It can be the most critical aspect of a successful project—the project methodology. This is where the rubber meets the road—the critical process and actions by which an idea becomes a reality.
The project methodology is the plan and framework of processes that the team, led by the critical project managers, will efficiently advance a shared idea to reality. Project methodologies can range from a one-size-fits-all version that a software consultancy may use across all their projects, regardless of software type, to ones who utilize a methodology optimized for specific software (e.g., Salesforce) and other parameters (e.g., IT projects, cloud-based services). A well-tuned methodology can significantly reduce risk, help ensure a smooth-running project and maximize the project’s overall success.
See its influence early
A comprehensive and results-oriented project methodology used by a Salesforce partner should be visible early in your discussions and start delivering value in the pre-sales phase. Be sure the partner explains it upfront, includes it in detail in the scope-of-work (SOW), and provides the opportunity to meet and get to know the project manager who will oversee and manage the project execution—be wary of the partner who doesn’t take it seriously, even de-emphasizing its importance.
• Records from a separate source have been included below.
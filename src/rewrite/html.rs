// src/rewrite/html.rs
// =============================================================================
// Rewrites the outbound references of an HTML page.
//
// We use the `scraper` crate which:
// - Parses HTML leniently, the way a browser does (html5ever)
// - Supports CSS selectors for finding elements
// - Gives us the document tree so attributes can be changed in place
//
// Elements visited, in document order:
//   <a href>, <link href>, <script src>, and <img src> when static assets are on
//
// <link rel="stylesheet"> is a static asset too: with static fetching off it
// is left alone, so the stylesheet is never downloaded.
// =============================================================================

use super::{decide, Decision, ReferenceKind, RewriteContext, RewritePolicy};
use crate::crawl::FrontierEntry;
use scraper::{ElementRef, Html, Node, Selector};
use std::sync::LazyLock;

// The selector is a constant and known to be valid
static REFERENCES: LazyLock<Selector> = LazyLock::new(|| {
    Selector::parse("a[href], link[href], script[src], img[src]").expect("valid selector")
});

// Rewrites every reference on the page
//
// Parameters:
//   markup: the page HTML as fetched
//   ctx: the page's own URL, local path and no-follow flag
//   policy: crawl-wide settings
//
// Returns: (serialized HTML, discovered URLs in document order)
pub fn rewrite_html(
    markup: &str,
    ctx: &RewriteContext,
    policy: &RewritePolicy,
) -> (String, Vec<FrontierEntry>) {
    let mut document = Html::parse_document(markup);

    // Collect first: the tree cannot be mutated while select() borrows it
    let targets: Vec<_> = document
        .select(&REFERENCES)
        .filter_map(|element| {
            reference_of(element, policy).map(|(attr, value, kind)| (element.id(), attr, value, kind))
        })
        .collect();

    let mut discovered = Vec::new();
    for (node_id, attr, value, kind) in targets {
        let href = match decide(&value, kind, ctx, policy) {
            Decision::Keep => continue,
            Decision::Absolute(url) => url,
            Decision::Local {
                href,
                discovered: entry,
            } => {
                discovered.push(entry);
                href
            }
        };

        if let Some(mut node) = document.tree.get_mut(node_id) {
            if let Node::Element(element) = node.value() {
                for (name, current) in element.attrs.iter_mut() {
                    if &*name.local == attr {
                        current.clear();
                        current.push_slice(&href);
                    }
                }
            }
        }
    }

    (document.html(), discovered)
}

// Picks the attribute to rewrite on a selected element, or None to skip it
fn reference_of(
    element: ElementRef<'_>,
    policy: &RewritePolicy,
) -> Option<(&'static str, String, ReferenceKind)> {
    let el = element.value();
    let (attr, kind) = match el.name() {
        "a" => ("href", ReferenceKind::Anchor),
        "link" if is_stylesheet(el.attr("rel")) && !policy.fetch_static => return None,
        "link" => ("href", ReferenceKind::Resource),
        "script" => ("src", ReferenceKind::Resource),
        "img" if policy.fetch_static => ("src", ReferenceKind::Resource),
        _ => return None,
    };

    let value = el.attr(attr)?.to_string();
    Some((attr, value, kind))
}

fn is_stylesheet(rel: Option<&str>) -> bool {
    rel.map(|rel| {
        rel.split_ascii_whitespace()
            .any(|token| token.eq_ignore_ascii_case("stylesheet"))
    })
    .unwrap_or(false)
}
At RSM, we will often meet with the client and their team early to review our methodology and discuss the overall project preparation. It is important for our future client to know their role in the project, the upcoming process and what they can expect as the project progresses. Our goal is no surprises. Some of our clients are not familiar with software development, and many have never been engaged in a high-impact, fast-moving, cloud-based project. We document the process in detail in the statement of work and share it with the client as early as possible, setting expectations on timing and scope and reassuring them that our end goal is to set them up for success.
Planning for success
Building out the project plan is a key component of the methodology and charts the course to success. It sets expectations and helps ensure everyone is prepared to deliver their portion in the required order and timing. The engagement leaders should conduct a process with the client that includes as much upfront planning as possible, including aligning scope and expectations with a client’s budget/time constraints. All of this should be spelled out in the scope of work.
In approaching the project kick-off, expect resource or staffing managers to help ensure that the right resources are aligned to the project. During the sales process, it is reasonable to ask who the potential team members may be and how their background makes them well suited for your project.
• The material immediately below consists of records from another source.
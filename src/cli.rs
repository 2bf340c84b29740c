// src/cli.rs
// =============================================================================
// This file defines our command-line interface using the `clap` crate.
//
// We use the "derive" API which lets us define the CLI structure using
// Rust structs and attributes (the #[...] things).
//
// The flags mirror what a cloning job needs: which sites, where to put
// them, and how far beyond the site's own pages to go.
// =============================================================================

use clap::Parser;
use std::path::PathBuf;

#[derive(Parser, Debug)]
#[command(
    name = "site-cloner",
    version = "0.1.0",
    about = "Mirror websites to local storage for offline browsing",
    long_about = "site-cloner crawls each website breadth-first, rewrites links in HTML and CSS \
                  so the copy is browsable offline, and stores every page under \
                  <directory>/<host>/<path>. Pages already on disk are not downloaded again."
)]
pub struct Cli {
    /// List of websites which need to be cloned
    ///
    /// Example: -w example.com https://docs.example.org/guide
    #[arg(short = 'w', long = "website-urls", required = true, num_args = 1..)]
    pub website_urls: Vec<String>,

    /// Directory in which the websites should be cloned (default: current directory)
    #[arg(short = 'd', long)]
    pub directory: Option<PathBuf>,

    /// Fetch pages which are not in the domain of the website being cloned
    #[arg(short = 'e', long = "external-url")]
    pub external_url: bool,

    /// Download resources referenced in CSS files and image tags
    #[arg(short = 's', long = "fetch-static")]
    pub fetch_static: bool,

    /// Rewrite links relative to the referring file instead of as absolute paths
    #[arg(long)]
    pub relative_links: bool,

    /// Number of pages fetched at the same time
    #[arg(long, default_value_t = 4, value_parser = clap::value_parser!(u16).range(1..))]
    pub concurrency: u16,

    /// Per-request timeout in seconds
    #[arg(long, default_value_t = 10)]
    pub timeout: u64,

    /// User-Agent header sent with every request
    #[arg(long, env = "SITE_CLONER_USER_AGENT", default_value = concat!("site-cloner/", env!("CARGO_PKG_VERSION")))]
    pub user_agent: String,

    /// Print the crawl report as JSON instead of a summary
    #[arg(long)]
    pub json: bool,

    /// Show debug logs (RUST_LOG takes precedence when set)
    #[arg(short, long)]
    pub verbose: bool,
}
A good project methodology will include components and best practices that help manage any risk in the project. There should be communication and transparency methods that will help monitor the project progress, highlight areas requiring attention and include a formal process for addressing potential issues that may arise. Look for checkpoints in the project methodology that ensure all stakeholders validate their view of the project and its success.
Net Promoter Score (NPS) is one of the industry-standard measurements that both Salesforce and the RSM Salesforce practice utilizes to systematically help ensure that all parties are in sync, and valuable feedback is flowing. At key milestones in the project, RSM will meet with project leadership to confirm the project is progressing as planned and gather feedback to identify any opportunities to optimize the remaining steps.
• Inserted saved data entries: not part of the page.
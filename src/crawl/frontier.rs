// src/crawl/frontier.rs
// =============================================================================
// The crawl frontier: a breadth-first work queue plus the visited set.
//
// How it works:
// 1. The seed is canonicalized, marked visited and queued
// 2. The drain loop pops entries in FIFO order and hands them out
// 3. Discovered URLs come back through offer(): if the canonical URL was
//    never seen it is marked visited and queued, otherwise it is dropped
// 4. The site is done when the queue is empty
//
// A URL is marked visited when it is queued, not when it is fetched. That
// is what keeps two copies of one URL from ever being in flight at the same
// time, and it is why no other cycle detection is needed.
//
// The frontier has a single owner (the drain loop), so the
// check-then-enqueue in offer() needs no lock.
//
// Rust concepts:
// - HashSet: To track visited URLs (O(1) lookup)
// - VecDeque: Double-ended queue for breadth-first crawling
// =============================================================================

use crate::link::CanonicalUrl;
use std::collections::{HashSet, VecDeque};

/// A unit of crawl work.
#[derive(Debug, Clone, PartialEq, Eq)]
pub struct FrontierEntry {
    pub url: CanonicalUrl,
    /// Reached only as an external reference: mirror it, but don't crawl its anchors
    pub no_follow: bool,
}

#[derive(Debug, Clone, Copy, PartialEq, Eq)]
pub enum FrontierState {
    Idle,
    Running,
    Drained,
}

#[derive(Debug)]
pub struct Frontier {
    root_host: String,
    queue: VecDeque<FrontierEntry>,
    visited: HashSet<CanonicalUrl>,
    state: FrontierState,
}

impl Frontier {
    pub fn new() -> Self {
        Frontier {
            root_host: String::new(),
            queue: VecDeque::new(),
            visited: HashSet::new(),
            state: FrontierState::Idle,
        }
    }

    // Starts the crawl of a site; the seed's host becomes the root host
    pub fn enqueue_seed(&mut self, seed: CanonicalUrl) {
        self.root_host = seed.host().to_string();
        self.visited.insert(seed.clone());
        self.queue.push_back(FrontierEntry {
            url: seed,
            no_follow: false,
        });
        self.state = FrontierState::Running;
    }

    pub fn root_host(&self) -> &str {
        &self.root_host
    }

    // The seed redirected to another host: that host is the site now
    pub fn rebase_root(&mut self, host: &str) {
        self.root_host = host.to_string();
    }

    // Queues a discovered URL unless it was seen before
    //
    // Returns: true if the URL was queued
    pub fn offer(&mut self, entry: FrontierEntry) -> bool {
        if !self.visited.insert(entry.url.clone()) {
            return false;
        }
        self.queue.push_back(entry);
        if self.state == FrontierState::Drained {
            self.state = FrontierState::Running;
        }
        true
    }

    // Records a URL as handled without queueing it (e.g. a redirect target)
    pub fn mark_visited(&mut self, url: CanonicalUrl) -> bool {
        self.visited.insert(url)
    }

    pub fn is_visited(&self, url: &CanonicalUrl) -> bool {
        self.visited.contains(url)
    }

    // Pops up to `max` entries in FIFO order
    //
    // Each entry's no_follow flag is decided here, against the root host:
    // anything off the root host is a no-follow page.
    pub fn next_batch(&mut self, max: usize) -> Vec<FrontierEntry> {
        let take = max.max(1).min(self.queue.len());
        let batch: Vec<FrontierEntry> = self
            .queue
            .drain(..take)
            .map(|mut entry| {
                entry.no_follow = entry.url.host() != self.root_host;
                entry
            })
            .collect();

        if self.queue.is_empty() && self.state == FrontierState::Running {
            self.state = FrontierState::Drained;
        }
        batch
    }

    pub fn pending(&self) -> usize {
        self.queue.len()
    }

    pub fn visited_count(&self) -> usize {
        self.visited.len()
    }

    pub fn state(&self) -> FrontierState {
        self.state
    }
}

impl Default for Frontier {
    fn default() -> Self {
        Self::new()
    }
}

// -----------------------------------------------------------------------------
// BEGINNER NOTES:
//
// 1. Why does HashSet::insert() double as the "seen?" check?
//    - insert() returns false when the value was already present
//    - So check and insert are one call, there is no gap between them
//
// 2. Why drain(..take) instead of pop_front() in a loop?
//    - drain() removes a range and hands the items out as an iterator
//    - It keeps FIFO order, which is what makes the crawl breadth-first
//
// 3. Why is the no_follow flag recomputed in next_batch()?
//    - The root host can change once, when the seed redirects
//    - Deciding at pop time means entries queued earlier use the final root
// -----------------------------------------------------------------------------

#[cfg(test)]
mod tests {
    use super::*;
    use crate::link::canonicalize_seed;

    fn entry(raw: &str) -> FrontierEntry {
        FrontierEntry {
            url: canonicalize_seed(raw).unwrap(),
            no_follow: false,
        }
    }

    #[test]
    fn test_state_machine() {
        let mut frontier = Frontier::new();
        assert_eq!(frontier.state(), FrontierState::Idle);

        frontier.enqueue_seed(canonicalize_seed("example.com").unwrap());
        assert_eq!(frontier.state(), FrontierState::Running);

        let batch = frontier.next_batch(4);
        assert_eq!(batch.len(), 1);
        assert_eq!(frontier.state(), FrontierState::Drained);

        assert!(frontier.offer(entry("http://example.com/about")));
        assert_eq!(frontier.state(), FrontierState::Running);
    }

    #[test]
    fn test_duplicates_are_dispatched_once() {
        let mut frontier = Frontier::new();
        frontier.enqueue_seed(canonicalize_seed("http://example.com/").unwrap());

        let discovered = [
            "http://example.com/a",
            "http://example.com/a/",
            "https://example.com/a?x=1",
            "http://example.com/",
            "http://example.com/b#top",
            "http://example.com/b",
        ];
        let queued = discovered
            .iter()
            .filter(|raw| frontier.offer(entry(raw)))
            .count();
        assert_eq!(queued, 2);

        let mut dispatched = Vec::new();
        while frontier.pending() > 0 {
            for e in frontier.next_batch(2) {
                dispatched.push(e.url.to_string());
            }
        }
        assert_eq!(
            dispatched,
            vec!["http://example.com/", "http://example.com/a", "http://example.com/b"]
        );
    }

    #[test]
    fn test_no_follow_is_classified_against_root_host() {
        let mut frontier = Frontier::new();
        frontier.enqueue_seed(canonicalize_seed("http://example.com/").unwrap());
        frontier.offer(entry("http://other.com/x"));
        frontier.offer(entry("http://example.com/y"));

        let batch = frontier.next_batch(10);
        let flags: Vec<bool> = batch.iter().map(|e| e.no_follow).collect();
        assert_eq!(flags, vec![false, true, false]);
    }

    #[test]
    fn test_rebase_root_after_seed_redirect() {
        let mut frontier = Frontier::new();
        frontier.enqueue_seed(canonicalize_seed("http://example.com/").unwrap());
        frontier.next_batch(1);
        frontier.rebase_root("www.example.com");
        frontier.offer(entry("http://www.example.com/docs"));

        let batch = frontier.next_batch(1);
        assert!(!batch[0].no_follow);
        assert_eq!(frontier.root_host(), "www.example.com");
    }

    #[test]
    fn test_mark_visited_blocks_later_offers() {
        let mut frontier = Frontier::new();
        frontier.enqueue_seed(canonicalize_seed("http://example.com/").unwrap());
        assert!(frontier.mark_visited(canonicalize_seed("http://example.com/new").unwrap()));
        assert!(!frontier.offer(entry("http://example.com/new/")));
        assert!(frontier.is_visited(&canonicalize_seed("example.com/new").unwrap()));
        assert_eq!(frontier.visited_count(), 2);
    }
}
Be sure to ask potential partners to share their methods for mitigating risk and ensuring the project runs efficiently, coming in on time and on budget.
Trust in your partner
The most successful project methodologies treat the relationship as a partnership that grows strong. RSM works hard to earn your trust by proactively managing the project, not just taking orders, and continuously educating on approach. We never look at it as a vendor-client relationship but as a partnership where we “row together.” You should be confident in your partner and their dedication to earning your trust, not just expecting it.